Materials and methods: Adult patients who underwent mechanical ventilation via endotracheal intubation following cardiovascular surgery were included. Tongue pressure was measured before cardiovascular surgery and at 6 hours; 3 and 7 days after extubation. Dysphagia was confirmed by the functional oral intake scale (FOIS) on day 7 after extubation; an FOIS level above or equal to 6 was considered “dysphagia-negative.”
Results: Of 68 patients, 15 (22.1%) were in the dysphagia-positive group, which significantly showed a history of diabetes mellitus, prolonged mechanical ventilation, and postextubation hospitalization. Additionally, the postoperative C-reactive protein level was significantly higher in the dysphagia-positive group than in the dysphagia-negative group. Maximum tongue pressure was significantly lower in the dysphagia-positive group at 3 and 7 days postextubation. Using a cutoff value of 27.6 kPa in a receiver operating characteristic (ROC) curve for maximum tongue pressure at 3 days after extubation, the area under the curve (AUC) was 0.82, sensitivity was 84.9%, and specificity was 84.2%.
Conclusion: Tongue pressure at 3 days after extubation is significantly lower in patients with dysphagia after cardiovascular surgery than in patients without dysphagia.
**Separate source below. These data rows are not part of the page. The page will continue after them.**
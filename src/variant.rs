use num_complex::Complex;

use crate::error::{KakshyaError, KakshyaResult};

pub type Complex32 = Complex<f32>;
pub type Complex64 = Complex<f64>;

/// A tagged container holding one of the scalar/complex sequence types
/// a container's raw or processed data can be made of.
#[derive(Debug, Clone, PartialEq)]
pub enum DataVariant {
    F64(Vec<f64>),
    F32(Vec<f32>),
    U8(Vec<u8>),
    U16(Vec<u16>),
    U32(Vec<u32>),
    Complex32(Vec<Complex32>),
    Complex64(Vec<Complex64>),
}

impl DataVariant {
    pub fn len(&self) -> usize {
        match self {
            DataVariant::F64(v) => v.len(),
            DataVariant::F32(v) => v.len(),
            DataVariant::U8(v) => v.len(),
            DataVariant::U16(v) => v.len(),
            DataVariant::U32(v) => v.len(),
            DataVariant::Complex32(v) => v.len(),
            DataVariant::Complex64(v) => v.len(),
        }
    }

    pub fn is_empty(&self) -> bool {
        self.len() == 0
    }

    pub fn type_name(&self) -> &'static str {
        match self {
            DataVariant::F64(_) => "f64",
            DataVariant::F32(_) => "f32",
            DataVariant::U8(_) => "u8",
            DataVariant::U16(_) => "u16",
            DataVariant::U32(_) => "u32",
            DataVariant::Complex32(_) => "complex32",
            DataVariant::Complex64(_) => "complex64",
        }
    }

    /// Lossy projection to `f64`, used by transition blend math which
    /// operates over double spans regardless of source scalar type.
    pub fn as_f64_vec(&self) -> Vec<f64> {
        match self {
            DataVariant::F64(v) => v.clone(),
            DataVariant::F32(v) => v.iter().map(|x| *x as f64).collect(),
            DataVariant::U8(v) => v.iter().map(|x| *x as f64).collect(),
            DataVariant::U16(v) => v.iter().map(|x| *x as f64).collect(),
            DataVariant::U32(v) => v.iter().map(|x| *x as f64).collect(),
            DataVariant::Complex32(v) => v.iter().map(|x| x.re as f64).collect(),
            DataVariant::Complex64(v) => v.iter().map(|x| x.re).collect(),
        }
    }

    /// Builds a variant of the same scalar kind as `self` from an `f64`
    /// source span — the inverse of `as_f64_vec`, used to recover a
    /// container's declared type after region extraction or blend math
    /// that necessarily passes through `f64` internally.
    pub fn like_with_values(&self, values: Vec<f64>) -> DataVariant {
        match self {
            DataVariant::F64(_) => DataVariant::F64(values),
            DataVariant::F32(_) => DataVariant::F32(values.iter().map(|v| *v as f32).collect()),
            DataVariant::U8(_) => DataVariant::U8(values.iter().map(|v| *v as u8).collect()),
            DataVariant::U16(_) => DataVariant::U16(values.iter().map(|v| *v as u16).collect()),
            DataVariant::U32(_) => DataVariant::U32(values.iter().map(|v| *v as u32).collect()),
            DataVariant::Complex32(_) => {
                DataVariant::Complex32(values.iter().map(|v| Complex::new(*v as f32, 0.0)).collect())
            }
            DataVariant::Complex64(_) => {
                DataVariant::Complex64(values.iter().map(|v| Complex::new(*v, 0.0)).collect())
            }
        }
    }

    /// Writes values back from an `f64` source span, keeping the
    /// variant's own scalar type. Used after a blend to store the
    /// result back without changing the container's declared type.
    pub fn write_from_f64(&mut self, values: &[f64]) {
        match self {
            DataVariant::F64(v) => v.iter_mut().zip(values).for_each(|(d, s)| *d = *s),
            DataVariant::F32(v) => v.iter_mut().zip(values).for_each(|(d, s)| *d = *s as f32),
            DataVariant::U8(v) => v.iter_mut().zip(values).for_each(|(d, s)| *d = *s as u8),
            DataVariant::U16(v) => v.iter_mut().zip(values).for_each(|(d, s)| *d = *s as u16),
            DataVariant::U32(v) => v.iter_mut().zip(values).for_each(|(d, s)| *d = *s as u32),
            DataVariant::Complex32(v) => v
                .iter_mut()
                .zip(values)
                .for_each(|(d, s)| d.re = *s as f32),
            DataVariant::Complex64(v) => v.iter_mut().zip(values).for_each(|(d, s)| d.re = *s),
        }
    }
}

/// Copies `src` into `dest` in place, resizing `dest` to match. Fails
/// with `DataTypeMismatch` if the scalar types differ.
pub fn safe_copy_data_variant(src: &DataVariant, dest: &mut DataVariant) -> KakshyaResult<()> {
    match (src, dest) {
        (DataVariant::F64(s), DataVariant::F64(d)) => *d = s.clone(),
        (DataVariant::F32(s), DataVariant::F32(d)) => *d = s.clone(),
        (DataVariant::U8(s), DataVariant::U8(d)) => *d = s.clone(),
        (DataVariant::U16(s), DataVariant::U16(d)) => *d = s.clone(),
        (DataVariant::U32(s), DataVariant::U32(d)) => *d = s.clone(),
        (DataVariant::Complex32(s), DataVariant::Complex32(d)) => *d = s.clone(),
        (DataVariant::Complex64(s), DataVariant::Complex64(d)) => *d = s.clone(),
        (s, d) => {
            return Err(KakshyaError::DataTypeMismatch {
                expected: d.type_name(),
                found: s.type_name(),
            });
        }
    }
    Ok(())
}

#[cfg(test)]
mod tests {
    use super::*;

    #[test]
    fn copy_matching_variants() {
        let src = DataVariant::F64(vec![1.0, 2.0, 3.0]);
        let mut dest = DataVariant::F64(vec![]);
        safe_copy_data_variant(&src, &mut dest).unwrap();
        assert_eq!(dest, DataVariant::F64(vec![1.0, 2.0, 3.0]));
    }

    #[test]
    fn copy_mismatched_variants_errors() {
        let src = DataVariant::F64(vec![1.0]);
        let mut dest = DataVariant::U8(vec![]);
        assert!(safe_copy_data_variant(&src, &mut dest).is_err());
    }

    #[test]
    fn like_with_values_preserves_the_source_variant_kind() {
        let template = DataVariant::U16(vec![0, 0, 0]);
        let rebuilt = template.like_with_values(vec![1.0, 2.0, 3.0]);
        assert_eq!(rebuilt, DataVariant::U16(vec![1, 2, 3]));
    }

    #[test]
    fn f64_roundtrip_preserves_scale() {
        let mut v = DataVariant::U8(vec![1, 2, 3]);
        let doubles = v.as_f64_vec();
        v.write_from_f64(&doubles);
        assert_eq!(v, DataVariant::U8(vec![1, 2, 3]));
    }
}
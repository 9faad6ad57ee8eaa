use std::any::Any;
use std::sync::atomic::{AtomicBool, AtomicU64, Ordering};
use std::sync::{Arc, Mutex};
use std::time::Instant;

use crate::container::{ProcessingState, SignalSourceContainer};
use crate::processing::DataProcessor;
use crate::region::Region;
use crate::variant::DataVariant;

/// Single-cursor video frame extractor. Advances the cursor with
/// wall-clock fractional accumulation so the configured frame rate is
/// preserved regardless of how often `process` is actually called.
pub struct FrameAccessProcessor {
    frame_rate: f64,
    frames_per_batch: u64,
    current_frame: AtomicU64,
    fractional_accum: Mutex<f64>,
    last_tick: Mutex<Option<Instant>>,
    processing: AtomicBool,
}

impl FrameAccessProcessor {
    pub fn new(frame_rate: f64, frames_per_batch: u64) -> Self {
        Self {
            frame_rate,
            frames_per_batch: frames_per_batch.max(1),
            current_frame: AtomicU64::new(0),
            fractional_accum: Mutex::new(0.0),
            last_tick: Mutex::new(None),
            processing: AtomicBool::new(false),
        }
    }

    pub fn current_frame(&self) -> u64 {
        self.current_frame.load(Ordering::Acquire)
    }

    /// Accumulates `elapsed_secs · frame_rate`, advances the cursor by
    /// the integer part, and carries the fractional remainder into the
    /// next call. Exposed directly so callers (and tests) can drive the
    /// cursor without real wall-clock delays.
    pub fn advance_by_elapsed(&self, elapsed_secs: f64) -> u64 {
        let mut accum = self.fractional_accum.lock().unwrap();
        *accum += elapsed_secs * self.frame_rate;
        let whole = accum.floor().max(0.0);
        *accum -= whole;
        self.current_frame.fetch_add(whole as u64, Ordering::AcqRel) + whole as u64
    }

    fn tick(&self) -> f64 {
        let mut last = self.last_tick.lock().unwrap();
        let now = Instant::now();
        let elapsed = last.map(|t| now.duration_since(t).as_secs_f64()).unwrap_or(0.0);
        *last = Some(now);
        elapsed
    }
}

impl DataProcessor for FrameAccessProcessor {
    fn on_attach(&self, _container: Arc<dyn SignalSourceContainer>) {
        *self.last_tick.lock().unwrap() = None;
        *self.fractional_accum.lock().unwrap() = 0.0;
    }

    fn on_detach(&self, _container: Arc<dyn SignalSourceContainer>) {}

    fn process(&self, container: Arc<dyn SignalSourceContainer>) {
        if !container.begin_processing_cycle() {
            return;
        }
        self.processing.store(true, Ordering::Release);

        let elapsed = self.tick();
        self.advance_by_elapsed(elapsed);

        let dims = container.dimensions();
        let start_frame = self.current_frame();
        let mut start = vec![start_frame];
        let mut end = vec![start_frame + self.frames_per_batch - 1];
        for dim in dims.iter().skip(1) {
            start.push(0);
            end.push(dim.size.saturating_sub(1));
        }

        match container.get_region_data(&Region::new(start, end)) {
            Ok(mut data) => {
                let frame = if data.is_empty() { DataVariant::U8(Vec::new()) } else { data.remove(0) };
                container.set_processed_data(vec![frame]);
                let _ = container.update_processing_state(ProcessingState::Processed);
            }
            Err(err) => {
                log::error!("FrameAccessProcessor: {err}");
                let _ = container.update_processing_state(ProcessingState::Error);
            }
        }
        self.processing.store(false, Ordering::Release);
    }

    fn is_processing(&self) -> bool {
        self.processing.load(Ordering::Acquire)
    }

    fn as_any(&self) -> &dyn Any {
        self
    }
}

#[cfg(test)]
mod tests {
    use super::*;

    #[test]
    fn fractional_accumulation_preserves_frame_rate() {
        let processor = FrameAccessProcessor::new(30.0, 1);
        let frames: Vec<u64> = [0.010, 0.030, 0.025, 0.045]
            .iter()
            .map(|dt| processor.advance_by_elapsed(*dt))
            .collect();
        assert_eq!(frames, vec![0, 1, 1, 3]);
    }

    #[test]
    fn current_frame_never_regresses() {
        let processor = FrameAccessProcessor::new(24.0, 1);
        let mut last = 0;
        for dt in [0.02, 0.04, 0.01, 0.09, 0.005] {
            let frame = processor.advance_by_elapsed(dt);
            assert!(frame >= last);
            last = frame;
        }
    }
}
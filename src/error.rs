use std::fmt;

/// Error taxonomy for the Kakshya core, one variant per failure kind
/// described in the component design.
#[derive(Debug, thiserror::Error)]
pub enum KakshyaError {
    #[error("structure validation failed: {0}")]
    StructureValidation(String),

    #[error("range error: {0}")]
    Range(String),

    #[error("state error: {0}")]
    State(String),

    #[error("container expired")]
    ContainerExpired,

    #[error("data type mismatch: expected {expected}, found {found}")]
    DataTypeMismatch { expected: &'static str, found: &'static str },

    #[error("transition degenerate: {0}")]
    TransitionDegenerate(String),
}

pub type KakshyaResult<T> = Result<T, KakshyaError>;

/// Cache misses are not part of the error taxonomy: they are a normal
/// control-flow outcome. This small marker type documents that at call
/// sites that would otherwise look like an error is being discarded.
#[derive(Debug, Clone, Copy, PartialEq, Eq)]
pub struct CacheMiss;

impl fmt::Display for CacheMiss {
    fn fmt(&self, f: &mut fmt::Formatter<'_>) -> fmt::Result {
        write!(f, "cache miss")
    }
}
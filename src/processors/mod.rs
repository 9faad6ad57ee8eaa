pub mod contiguous;
pub mod dynamic_region;
pub mod frame_atomic;
pub mod region_base;
pub mod region_organization;
pub mod spatial;

pub use contiguous::ContiguousAccessProcessor;
pub use dynamic_region::DynamicRegionProcessor;
pub use frame_atomic::FrameAccessProcessor;
pub use region_base::RegionProcessorBase;
pub use region_organization::RegionOrganizationProcessor;
pub use spatial::SpatialRegionProcessor;
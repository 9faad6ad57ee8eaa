use std::collections::HashMap;

use parking_lot::Mutex;

use super::region::{Region, RegionCache};
use super::segment::RegionSegment;

struct Entry {
    cache: RegionCache,
    last_access: u64,
}

struct Inner {
    cache: HashMap<Region, Entry>,
    max_size: usize,
    access_counter: u64,
}

impl Inner {
    fn evict_lru_if_needed(&mut self) {
        while self.cache.len() >= self.max_size {
            let Some(lru_key) = self
                .cache
                .iter()
                .min_by_key(|(_, e)| e.last_access)
                .map(|(k, _)| k.clone())
            else {
                break;
            };
            self.cache.remove(&lru_key);
        }
    }
}

/// LRU cache of region data, guarded by a single non-reentrant lock.
/// The recency structure uses a per-entry access counter scanned with
/// `min_by_key` rather than an intrusive linked list, which keeps the
/// eviction path allocation-free at the cache sizes this crate deals in.
pub struct RegionCacheManager {
    inner: Mutex<Inner>,
}

impl RegionCacheManager {
    pub fn new(max_size: usize) -> Self {
        Self {
            inner: Mutex::new(Inner { cache: HashMap::new(), max_size: max_size.max(1), access_counter: 0 }),
        }
    }

    pub fn cache_region(&self, cache: RegionCache) {
        let mut inner = self.inner.lock();
        inner.evict_lru_if_needed();
        inner.access_counter += 1;
        let tick = inner.access_counter;
        let region = cache.source_region.clone();
        inner.cache.insert(region, Entry { cache, last_access: tick });
    }

    pub fn cache_segment(&self, segment: &RegionSegment) {
        if let Some(cache) = &segment.cache {
            self.cache_region(cache.clone());
        }
    }

    /// Blocking get: always acquires the lock.
    pub fn get_cached_region(&self, region: &Region) -> Option<RegionCache> {
        let mut inner = self.inner.lock();
        inner.access_counter += 1;
        let tick = inner.access_counter;
        if let Some(entry) = inner.cache.get_mut(region) {
            entry.last_access = tick;
            entry.cache.mark_accessed();
            Some(entry.cache.clone())
        } else {
            None
        }
    }

    /// `try_lock`-style get: if the lock is contended, declines rather
    /// than blocking and reports a miss, to avoid deadlocking with a
    /// holder already inside its own critical section.
    pub fn get_cached_segment(&self, segment: &RegionSegment) -> Option<RegionCache> {
        let Some(mut inner) = self.inner.try_lock() else {
            log::warn!("RegionCacheManager: try_lock declined, treating as cache miss");
            return None;
        };
        inner.access_counter += 1;
        let tick = inner.access_counter;
        if let Some(entry) = inner.cache.get_mut(&segment.source_region) {
            entry.last_access = tick;
            entry.cache.mark_accessed();
            Some(entry.cache.clone())
        } else {
            None
        }
    }

    pub fn get_segment_with_cache(&self, segment: &RegionSegment) -> RegionSegment {
        let mut out = segment.clone();
        if let Some(cache) = self.get_cached_segment(segment) {
            out.cache = Some(cache);
        }
        out
    }

    pub fn clear(&self) {
        self.inner.lock().cache.clear();
    }

    pub fn size(&self) -> usize {
        self.inner.lock().cache.len()
    }

    pub fn max_size(&self) -> usize {
        self.inner.lock().max_size
    }
}

#[cfg(test)]
mod tests {
    use super::*;
    use crate::variant::DataVariant;

    fn cache_for(start: u64, end: u64) -> RegionCache {
        RegionCache::new(vec![DataVariant::F64(vec![0.0; (end - start + 1) as usize])], Region::new(vec![start], vec![end]))
    }

    #[test]
    fn lru_eviction_keeps_recently_accessed() {
        let mgr = RegionCacheManager::new(3);
        mgr.cache_region(cache_for(0, 0)); // R1
        mgr.cache_region(cache_for(1, 1)); // R2
        mgr.cache_region(cache_for(2, 2)); // R3

        // touch R1 so it's most-recently-used
        assert!(mgr.get_cached_region(&Region::new(vec![0], vec![0])).is_some());

        mgr.cache_region(cache_for(3, 3)); // R4, should evict R2

        assert!(mgr.get_cached_region(&Region::new(vec![1], vec![1])).is_none());
        assert!(mgr.get_cached_region(&Region::new(vec![0], vec![0])).is_some());
        assert!(mgr.get_cached_region(&Region::new(vec![2], vec![2])).is_some());
        assert!(mgr.get_cached_region(&Region::new(vec![3], vec![3])).is_some());
        assert_eq!(mgr.size(), 3);
    }

    #[test]
    fn every_surviving_entry_has_been_accessed_once() {
        let mgr = RegionCacheManager::new(2);
        mgr.cache_region(cache_for(0, 0));
        let got = mgr.get_cached_region(&Region::new(vec![0], vec![0])).unwrap();
        assert!(got.access_count >= 1);
    }
}
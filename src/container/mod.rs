pub mod audio;
pub mod core;
pub mod state;
pub mod stream;
pub mod video;

pub use core::ContainerCore;
pub use state::{ProcessingState, StateChangeCallback};
pub use stream::StreamContainer;

use std::sync::Arc;

use parking_lot::Mutex;

use crate::error::KakshyaResult;
use crate::processing::chain::DataProcessingChain;
use crate::processing::DataProcessor;
use crate::region::{Region, RegionGroup, RegionSegment};
use crate::structure::{DataDimension, MemoryLayout, StructureDescriptor};
use crate::variant::DataVariant;

/// Capability set satisfied by every container. Concrete containers
/// compose a `ContainerCore` and expose it through `core()`; the default
/// method bodies here delegate to it, splitting the surface into data
/// model, region access, lock-free state, and reader tracking.
pub trait SignalSourceContainer: Send + Sync {
    fn core(&self) -> &ContainerCore;

    fn dimensions(&self) -> Vec<DataDimension> {
        self.core().structure.read().dimensions.clone()
    }

    fn total_elements(&self) -> u64 {
        self.core().structure.read().total_elements()
    }

    fn frame_size(&self) -> u64 {
        self.core().structure.read().frame_size()
    }

    fn num_frames(&self) -> u64 {
        self.core().structure.read().num_frames()
    }

    fn memory_layout(&self) -> MemoryLayout {
        self.core().structure.read().memory_layout
    }

    fn set_memory_layout(&self, layout: MemoryLayout) {
        self.core().structure.write().memory_layout = layout;
    }

    fn structure(&self) -> StructureDescriptor {
        self.core().structure.read().clone()
    }

    fn set_structure(&self, structure: StructureDescriptor) {
        *self.core().structure.write() = structure;
    }

    fn has_data(&self) -> bool {
        self.core().has_data()
    }

    fn clear(&self) {
        self.core().clear()
    }

    fn get_region_data(&self, region: &Region) -> KakshyaResult<Vec<DataVariant>> {
        self.core().get_region_data(region)
    }

    fn set_region_data(&self, region: &Region, data: &[DataVariant]) -> KakshyaResult<()> {
        self.core().set_region_data(region, data)
    }

    /// A single time-slice across every other dimension.
    fn get_frame(&self, frame: u64) -> KakshyaResult<Vec<DataVariant>> {
        self.core().get_frame(frame)
    }

    /// `count` consecutive time-slices across every other dimension.
    fn get_frames(&self, start_frame: u64, count: u64) -> KakshyaResult<Vec<DataVariant>> {
        self.core().get_frames(start_frame, count)
    }

    fn get_value_at(&self, coordinates: &[u64]) -> KakshyaResult<Vec<DataVariant>> {
        self.core().get_value_at(coordinates)
    }

    fn set_value_at(&self, coordinates: &[u64], data: &[DataVariant]) -> KakshyaResult<()> {
        self.core().set_value_at(coordinates, data)
    }

    fn get_region_group_data(&self, group_name: &str) -> KakshyaResult<Vec<Vec<DataVariant>>> {
        self.core().get_region_group_data(group_name)
    }

    fn get_segments_data(&self, segments: &[RegionSegment]) -> KakshyaResult<Vec<Vec<DataVariant>>> {
        self.core().get_segments_data(segments)
    }

    fn is_region_loaded(&self, region: &Region) -> bool {
        self.core().is_region_loaded(region)
    }

    fn load_region(&self, region: &Region) -> KakshyaResult<Vec<DataVariant>> {
        self.core().load_region(region)
    }

    fn unload_region(&self, region: &Region) {
        self.core().unload_region(region)
    }

    fn get_processing_chain(&self) -> Option<Arc<Mutex<DataProcessingChain>>> {
        self.core().get_processing_chain()
    }

    fn set_processing_chain(&self, chain: Option<Arc<Mutex<DataProcessingChain>>>) {
        self.core().set_processing_chain(chain)
    }

    /// Blocks until the container's exclusive-access gate is free, then
    /// takes it. Orthogonal to the interior locks guarding individual
    /// fields — for callers that need several of those fields to stay
    /// consistent across a multi-step operation.
    fn lock(&self) {
        self.core().lock()
    }

    /// Takes the exclusive-access gate without blocking. Returns `false`
    /// if another caller already holds it.
    fn try_lock(&self) -> bool {
        self.core().try_lock()
    }

    fn unlock(&self) {
        self.core().unlock()
    }

    /// Builds a default processor suited to this container's shape. The
    /// contiguous access processor is the universal fallback: it has no
    /// structural precondition beyond non-empty dimensions.
    fn create_default_processor(&self) -> Arc<dyn DataProcessor> {
        Arc::new(crate::processors::contiguous::ContiguousAccessProcessor::new(true))
    }

    fn get_processed_data(&self) -> Vec<DataVariant> {
        self.core().processed_data.read().clone()
    }

    fn set_processed_data(&self, data: Vec<DataVariant>) {
        *self.core().processed_data.write() = data;
    }

    fn with_processed_data_mut(&self, f: &mut dyn FnMut(&mut Vec<DataVariant>)) {
        f(&mut self.core().processed_data.write());
    }

    fn add_region_group(&self, group: RegionGroup) {
        self.core().add_region_group(group)
    }

    fn get_region_group(&self, name: &str) -> Option<RegionGroup> {
        self.core().get_region_group(name)
    }

    fn get_all_region_groups(&self) -> Vec<RegionGroup> {
        self.core().get_all_region_groups()
    }

    fn remove_region_group(&self, name: &str) {
        self.core().remove_region_group(name)
    }

    fn get_processing_state(&self) -> ProcessingState {
        self.core().get_processing_state()
    }

    fn update_processing_state(&self, new_state: ProcessingState) -> KakshyaResult<()> {
        self.core().update_processing_state(new_state)
    }

    fn register_state_change_callback(&self, callback: StateChangeCallback) -> u64 {
        self.core().register_state_change_callback(callback)
    }

    fn unregister_state_change_callback(&self, id: u64) {
        self.core().unregister_state_change_callback(id)
    }

    fn is_ready_for_processing(&self) -> bool {
        self.core().is_ready_for_processing()
    }

    fn mark_ready_for_processing(&self, ready: bool) {
        self.core().mark_ready_for_processing(ready)
    }

    fn register_dimension_reader(&self, dim: usize) -> u64 {
        self.core().register_dimension_reader(dim)
    }

    fn unregister_dimension_reader(&self, dim: usize, reader_id: u64) {
        self.core().unregister_dimension_reader(dim, reader_id)
    }

    fn has_active_readers(&self, dim: usize) -> bool {
        self.core().has_active_readers(dim)
    }

    fn mark_dimension_consumed(&self, dim: usize, reader_id: u64) {
        self.core().mark_dimension_consumed(dim, reader_id)
    }

    fn all_dimensions_consumed(&self) -> bool {
        self.core().all_dimensions_consumed()
    }

    fn reset_processing_token(&self) {
        self.core().reset_processing_token()
    }

    fn try_acquire_processing_token(&self, channel: i64) -> bool {
        self.core().try_acquire_processing_token(channel)
    }

    fn has_processing_token(&self, channel: i64) -> bool {
        self.core().has_processing_token(channel)
    }

    fn get_default_processor(&self) -> Option<std::sync::Arc<dyn crate::processing::processor::DataProcessor>> {
        self.core().get_default_processor()
    }

    fn set_default_processor(&self, processor: Option<std::sync::Arc<dyn crate::processing::processor::DataProcessor>>) {
        self.core().set_default_processor(processor)
    }

    /// Runs the container's default processor against `self_arc`, which
    /// must point at the same object as `self`. Mirrors
    /// `process_default()`'s reliance on the container's own
    /// shared-ownership handle to satisfy `DataProcessor::process`'s
    /// `Arc<dyn SignalSourceContainer>` signature.
    fn process_default(&self, self_arc: std::sync::Arc<dyn SignalSourceContainer>) {
        if let Some(processor) = self.get_default_processor() {
            processor.process(self_arc);
        }
    }

    /// Narrowing capability check: containers that carry a read head
    /// override this to expose it; non-stream containers (e.g. a bare
    /// spatial surface) keep the default `None`.
    fn as_stream_container(&self) -> Option<&dyn StreamContainer> {
        None
    }

    /// Brings the container into `Processing` from wherever a new
    /// cycle may start (`Idle` on first use, `Processed` once new input
    /// has arrived). Returns `false` without changing state if the
    /// container is `Error` or `NeedsRemoval`.
    fn begin_processing_cycle(&self) -> bool {
        let state = self.get_processing_state();
        if matches!(state, ProcessingState::Error | ProcessingState::NeedsRemoval) {
            return false;
        }
        if state != ProcessingState::Ready {
            let _ = self.update_processing_state(ProcessingState::Ready);
        }
        self.update_processing_state(ProcessingState::Processing).is_ok()
    }
}
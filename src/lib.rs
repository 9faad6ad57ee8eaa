//! # Kakshya core
//!
//! Data model and processing substrate for N-dimensional streaming
//! signal containers (audio, video, spectral, tensor), the processor
//! family that reads from and writes into them (contiguous, frame-
//! atomic, region-organizing, spatial, dynamic), and the
//! container-specific processing chain that coordinates them.
//!
//! ## Layout
//!
//! - [`structure`]: modality, organization, memory layout, dimensions.
//! - [`variant`]: the tagged scalar/complex sequence union.
//! - [`coord`]: index math and region sweep/advance helpers shared by
//!   every processor family.
//! - [`region`]: `Region`, `RegionSegment`, `RegionGroup`,
//!   `OrganizedRegion`, and the LRU region cache manager.
//! - [`container`]: the container trait hierarchy and two minimal
//!   concrete containers (audio, video).
//! - [`processing`]: `DataProcessor` and `DataProcessingChain`.
//! - [`processors`]: the concrete processor family.

pub mod container;
pub mod coord;
pub mod error;
pub mod processing;
pub mod processors;
pub mod region;
pub mod structure;
pub mod variant;

pub use error::{KakshyaError, KakshyaResult};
If the maximum tongue pressure value is below 27.6 kPa on the third day following extubation, oral intake should be performed with caution.
Keywords: Cardiovascular surgery, Dysphagia, Mechanical ventilator, Postintensive care syndrome, Tongue pressure.
HIGHLIGHTS
This study examines changes in maximal tongue pressure after extubation in patients ventilated after cardiovascular surgery. The study shows that decreased tongue pressure was associated with dysphagia. Dysphagia is also associated with patient’s prognosis. Muscle weakness and disuse atrophy due to fasting may be responsible for dysphagia after extubation.
INTRODUCTION
The development of less invasive surgical techniques and advancements in anesthesia care have made surgery in elderly patients possible, which was not indicated in the past, thereby improving their quality of life. However, postoperative complications such as dysphagia can negatively affect the quality of life of these patients. Dysphagia renders patients incapable of oral intake, forces them to rely on parenteral nutrition, and requires them to undergo supportive therapy for several months until their swallowing function recovers.1 Dysphagia that occurs after cardiovascular surgery is a serious problem that affects the patient’s postoperative course, increases the risks of aspiration and pneumonia, prolongs hospitalization,2–4 and leads to higher rates of in-hospital mortality.4
An observational study showed that postextubation dysphagia symptoms persisted after discharge in patients who were hospitalized for severe acute respiratory distress syndrome.5 In critically ill patients, the onset of dysphagia has been indicated to be associated with the duration of endotracheal intubation.6–9 Attention is also required regarding laryngeal injuries caused by the endotracheal intubation technique.10 In addition, 60% of patients who developed dysphagia remained dysphagia-positive upon discharge.8 Despite the effects of dysphagia on the course of critically ill patients, the continued use of enteral nutrition in many cases after extubation often causes dysphagia to be overlooked due to the absence of oral intake. Another conceivable reason for overlooking dysphagia is that dysphagia screening tools for critically ill patients have rarely been developed or used.11,12
One of the screening tools for dysphagia is the measurement of tongue pressure. Low tongue pressure and dysphagia have also been studied in patients with stroke,13 Parkinson’s disease,14 postoperative esophageal cancer,15 postoperative head and neck cancer,16 and emergency patients.17 Ichibayashi et al. examined aspiration pneumonia resulting from postextubation dysphagia in patients who were receiving mechanical ventilation for at least 24 hours, at an emergency department.17 Dysphagia was assessed based on the maximum tongue pressure at 6 and 24 hours; 3 and 7 days after extubation. Patients with postextubation aspiration pneumonia demonstrated significantly lower maximum tongue pressure at all the above points in time than patients who did not develop aspiration pneumonia. In addition, patients who developed postextubation aspiration pneumonia demonstrated reduced tongue pressure in all measurements from 24 hours onward. Furthermore, in a ROC curve drawn to predict aspiration pneumonia based on maximum tongue pressure, when a maximum tongue pressure of 13.8 kPa was used as the cutoff, sensitivity was 96.9%, specificity was 71.4%, positive predictive value was 93.3%, and negative predictive value was 83.3%; these results indicated that the maximum tongue pressure after extubation is a predictor of aspiration pneumonia. The usefulness of measuring tongue pressure in critically ill patients was suggested.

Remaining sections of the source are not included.